An encounter with an oceanic whitetip shark. (© Brian Skerry, photo courtesy of National Geographic)

The power of images is all around us. Whether viewed on billboards, the Internet or TV, in magazines, movies or books, most popular culture and communication are based on the visual; indeed, it is hard to advance any idea without a powerful image behind it.

Jacques Cousteau once said, “We only protect what we love, we only love what we understand, and we only understand what we are taught.” While I agree with this famous ocean explorer, I would add that we only understand what we see and, for the majority of people, seeing is believing. That is why photography is essential.

Brian Skerry — one of my dearest friends and colleagues, and one of the world’s most talented ocean journalists — has just published an anthology of his life’s work to date. His book, “Ocean Soul,” is a collection of some of his most striking photographs, and demonstrates just how powerful images can be.

National Geographic and Conservation International (CI) are working together to promote this incredible body of work, and we are extremely fortunate to have such a friend in Brian. Over the years he has donated countless images to CI which have helped to enhance our conservation awareness efforts. (Check out the video below to learn about one of Brian’s most harrowing experiences in the water — filming Humboldt squid at night.)

Brian is truly dedicated to his work and spends months preparing for an assignment, studying every aspect of the story’s background. Only then will he look to the tools of his trade, what he needs to create images that convey the story: dozens of cameras, silver and black underwater housings, underwater lights with names like Hydrargyrum medium-arc iodide, filters, wet suits, dry suits, submarines, Remotely Operated Vehicles, ultralights, balloons, emergency locating devices, and gear of all kinds.

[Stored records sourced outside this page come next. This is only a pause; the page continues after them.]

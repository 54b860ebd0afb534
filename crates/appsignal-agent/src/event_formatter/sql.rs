// Copyright 2025-Present Datadog, Inc. https://www.datadoghq.com/
// SPDX-License-Identifier: Apache-2.0

use serde_json::Value;

use crate::event_formatter::{BodyFormat, EventFormatter, FormattedEvent};
use crate::transaction::event::Payload;

pub const EVENT_NAMES: [&str; 2] = ["sql.sequel", "sql.active_record"];

/// Query name as title, SQL statement as body.
#[derive(Debug, Clone, Copy, Default)]
pub struct SqlFormatter;

impl EventFormatter for SqlFormatter {
    fn format(&self, payload: &Payload) -> Option<FormattedEvent> {
        let sql = payload.get("sql")?.as_str()?;
        let title = match payload.get("name") {
            Some(Value::String(name)) => name.clone(),
            Some(Value::Null) | None => String::new(),
            Some(other) => other.to_string(),
        };
        Some(FormattedEvent::new(title, sql, BodyFormat::Sql))
    }
}
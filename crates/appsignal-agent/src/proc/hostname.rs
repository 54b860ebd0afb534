// Copyright 2025-Present Datadog, Inc. https://www.datadoghq.com/
// SPDX-License-Identifier: Apache-2.0

//! Hostname detection, used when neither the YAML file nor
//! `APPSIGNAL_HOSTNAME` set one.

use std::env;

use tracing::warn;

/// Returns the host name reported to the collector.
///
/// Tries, in order:
/// 1. the `HOSTNAME` environment variable
/// 2. the system host name from `gethostname(2)`
/// 3. `"unknown"`
#[must_use]
pub fn get_hostname() -> String {
    if let Ok(hostname) = env::var("HOSTNAME") {
        let hostname = hostname.trim();
        if !hostname.is_empty() {
            return hostname.to_string();
        }
    }

    if let Some(hostname) = system_hostname() {
        return hostname;
    }

    warn!("Could not determine hostname, using 'unknown'");
    "unknown".to_string()
}

#[cfg(unix)]
fn system_hostname() -> Option<String> {
    match nix::unistd::gethostname() {
        Ok(hostname) => hostname
            .to_str()
            .map(str::trim)
            .filter(|hostname| !hostname.is_empty())
            .map(str::to_string),
        Err(e) => {
            warn!("Failed to get system hostname: {}", e);
            None
        }
    }
}

#[cfg(not(unix))]
fn system_hostname() -> Option<String> {
    None
}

Believe me, it is hard enough to tell a good story, and even harder to get a picture of it. To do it all underwater with a journalist’s precision and accuracy is truly amazing. Brian has a rare ability to make pictures that interpret subjects in new ways — pictures that show far more than simply where and what was happening, and encompass the true nature of the moment: the ethereal, almost spiritual, aspect of his subject.

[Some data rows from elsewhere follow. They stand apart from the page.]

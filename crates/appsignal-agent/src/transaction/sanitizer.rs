// Copyright 2025-Present Datadog, Inc. https://www.datadoghq.com/
// SPDX-License-Identifier: Apache-2.0

//! Scrubbing of request data before it is queued for transmission.

use serde_json::Value;
use tracing::debug;

use crate::transaction::event::Payload;

pub const FILTERED: &str = "[FILTERED]";
pub const MAX_TAG_LENGTH: usize = 100;

/// Request environment keys that may leave the process.
pub const ENV_METHODS: [&str; 30] = [
    "CONTENT_LENGTH",
    "AUTH_TYPE",
    "GATEWAY_INTERFACE",
    "PATH_TRANSLATED",
    "REMOTE_HOST",
    "REMOTE_IDENT",
    "REMOTE_USER",
    "REMOTE_ADDR",
    "REQUEST_METHOD",
    "SERVER_NAME",
    "SERVER_PORT",
    "SERVER_PROTOCOL",
    "HTTP_X_REQUEST_START",
    "HTTP_X_MIDDLEWARE_START",
    "HTTP_X_QUEUE_START",
    "HTTP_X_QUEUE_TIME",
    "HTTP_X_HEROKU_QUEUE_WAIT_TIME",
    "HTTP_X_APPLICATION_START",
    "HTTP_ACCEPT",
    "HTTP_ACCEPT_CHARSET",
    "HTTP_ACCEPT_ENCODING",
    "HTTP_ACCEPT_LANGUAGE",
    "HTTP_CACHE_CONTROL",
    "HTTP_CONNECTION",
    "HTTP_USER_AGENT",
    "HTTP_FROM",
    "HTTP_NEGOTIATE",
    "HTTP_PRAGMA",
    "HTTP_REFERER",
    "HTTP_X_FORWARDED_FOR",
];

/// Params sanitizer. Values stored under any of the filter keys are replaced
/// with [`FILTERED`], at every depth.
#[derive(Debug, Clone, Default, PartialEq, Eq)]
pub struct ParamsSanitizer {
    filter_keys: Vec<String>,
}

impl ParamsSanitizer {
    #[must_use]
    pub fn new(filter_keys: Vec<String>) -> Self {
        Self { filter_keys }
    }

    fn is_filtered(&self, key: &str) -> bool {
        self.filter_keys.iter().any(|filter| filter == key)
    }

    /// Sanitized copy of `value`; the original is untouched.
    #[must_use]
    pub fn sanitize(&self, value: &Value) -> Value {
        match value {
            Value::Object(map) => Value::Object(
                map.iter()
                    .map(|(key, value)| {
                        let value = if self.is_filtered(key) {
                            Value::String(FILTERED.to_string())
                        } else {
                            self.sanitize(value)
                        };
                        (key.clone(), value)
                    })
                    .collect(),
            ),
            Value::Array(items) => Value::Array(items.iter().map(|item| self.sanitize(item)).collect()),
            other => other.clone(),
        }
    }

    /// Sanitizes `value` where it lives.
    pub fn sanitize_in_place(&self, value: &mut Value) {
        match value {
            Value::Object(map) => self.sanitize_payload_in_place(map),
            Value::Array(items) => items.iter_mut().for_each(|item| self.sanitize_in_place(item)),
            _ => {}
        }
    }

    pub fn sanitize_payload_in_place(&self, payload: &mut Payload) {
        for (key, value) in payload.iter_mut() {
            if self.is_filtered(key) {
                *value = Value::String(FILTERED.to_string());
            } else {
                self.sanitize_in_place(value);
            }
        }
    }
}

/// Keeps only the whitelisted environment keys.
#[must_use]
pub fn sanitize_environment(env: &Payload) -> Payload {
    ENV_METHODS
        .iter()
        .filter_map(|key| env.get(*key).map(|value| ((*key).to_string(), value.clone())))
        .collect()
}

fn is_valid_tag(key: &str, value: &Value) -> bool {
    if key.chars().count() > MAX_TAG_LENGTH {
        return false;
    }
    match value {
        Value::String(s) => s.chars().count() <= MAX_TAG_LENGTH,
        Value::Number(n) => n.is_i64() || n.is_u64(),
        _ => false,
    }
}

/// Keeps tags whose key is at most 100 characters and whose value is either
/// a string of at most 100 characters or an integer.
#[must_use]
pub fn sanitize_tags(tags: &Payload) -> Payload {
    tags.iter()
        .filter(|(key, value)| {
            let valid = is_valid_tag(key, value);
            if !valid {
                debug!("Dropping invalid tag '{}'", key);
            }
            valid
        })
        .map(|(key, value)| (key.clone(), value.clone()))
        .collect()
}

#[cfg(test)]
mod tests {
    use serde_json::json;

    use super::*;

    fn payload(value: Value) -> Payload {
        match value {
            Value::Object(map) => map,
            _ => Payload::new(),
        }
    }

    #[test]
    fn test_sanitize_copy_filters_nested_keys() {
        let sanitizer = ParamsSanitizer::new(vec!["password".to_string()]);
        let params = json!({
            "user": {"name": "jane", "password": "hunter2"},
            "items": [{"password": "x"}, 3],
            "page": 1
        });
        let sanitized = sanitizer.sanitize(&params);
        assert_eq!(
            sanitized,
            json!({
                "user": {"name": "jane", "password": "[FILTERED]"},
                "items": [{"password": "[FILTERED]"}, 3],
                "page": 1
            })
        );
        assert_eq!(params["user"]["password"], "hunter2");
    }

    #[test]
    fn test_sanitize_in_place() {
        let sanitizer = ParamsSanitizer::new(vec!["token".to_string()]);
        let mut params = json!({"token": {"nested": true}, "query": "shoes"});
        sanitizer.sanitize_in_place(&mut params);
        assert_eq!(params, json!({"token": "[FILTERED]", "query": "shoes"}));
    }

    #[test]
    fn test_environment_whitelist() {
        let env = payload(json!({
            "REQUEST_METHOD": "GET",
            "HTTP_USER_AGENT": "curl",
            "HTTP_COOKIE": "session=secret",
            "rack.session": {"user_id": 1}
        }));
        let sanitized = sanitize_environment(&env);
        assert_eq!(
            Value::Object(sanitized),
            json!({"REQUEST_METHOD": "GET", "HTTP_USER_AGENT": "curl"})
        );
    }

    #[test]
    fn test_tag_validation() {
        let long = "x".repeat(101);
        let mut tags = payload(json!({
            "user": "jane",
            "account_id": 42,
            "ratio": 0.5,
            "list": ["a"],
            "long_value": long.clone()
        }));
        tags.insert(long, json!("value"));
        let sanitized = sanitize_tags(&tags);
        assert_eq!(
            Value::Object(sanitized),
            json!({"user": "jane", "account_id": 42})
        );
    }
}
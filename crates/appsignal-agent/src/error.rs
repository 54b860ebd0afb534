// Copyright 2025-Present Datadog, Inc. https://www.datadoghq.com/
// SPDX-License-Identifier: Apache-2.0

//! Error types for the agent.
//!
//! Only construction and deploy-marker paths hand these to callers. The worker
//! thread and the instrumentation path log them and carry on.

use thiserror::Error;

/// Failures while talking to the collector.
#[derive(Debug, Error)]
pub enum TransmitterError {
    #[error("Invalid collector URI: {0}")]
    InvalidUri(String),

    #[error("Failed to serialize payload: {0}")]
    Serialization(#[from] serde_json::Error),

    #[error("Failed to compress payload: {0}")]
    Compression(#[from] std::io::Error),

    #[error("HTTP request failed: {0}")]
    Http(#[from] reqwest::Error),
}

/// Failures while reading a configuration source.
#[derive(Debug, PartialEq, Error)]
pub enum ConfigError {
    #[error("{0}")]
    ParseError(String),
}

/// Failures while constructing or driving the agent.
#[derive(Debug, Error)]
pub enum AgentError {
    #[error("Failed to spawn agent worker: {0}")]
    WorkerSpawn(#[source] std::io::Error),

    #[error(transparent)]
    Transmitter(#[from] TransmitterError),
}

/// Failures while notifying the collector of a deploy.
#[derive(Debug, Error)]
pub enum MarkerError {
    #[error("Collector answered {status} for deploy marker at {uri}")]
    UnexpectedStatus { status: u16, uri: String },

    #[error("Failed to serialize marker: {0}")]
    Serialization(#[from] serde_json::Error),

    #[error(transparent)]
    Transmitter(#[from] TransmitterError),
}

Greg Stone (© CI/Photo by Will Turner)

The ocean needs us now more than ever, and Brian Skerry helps us understand that fact through his work which can be seen in the pages of “Ocean Soul.” Please join me in congratulating Brian on this incredible achievement; we can’t wait for his next book!

Greg Stone is CI’s chief scientist for oceans.



  2. Bruce Farnsworth says

    Nice piece Greg! Those squid look like a kick in the pants. I’m interested to see how the bioluminescence translates with the higher ISO’s out there today.

    Keep up the great work!

    Best, Bruce

  3. Alexandra Barron says

    Looks fab, good job.

    FYI that quote is actually from Baba Dioum (“In the end, we will conserve only what we love, we will love only what we understand, and we will understand only what we are taught”) – Jacques Cousteaux may have said it, but he was quoting (paraphrasing) Dioum.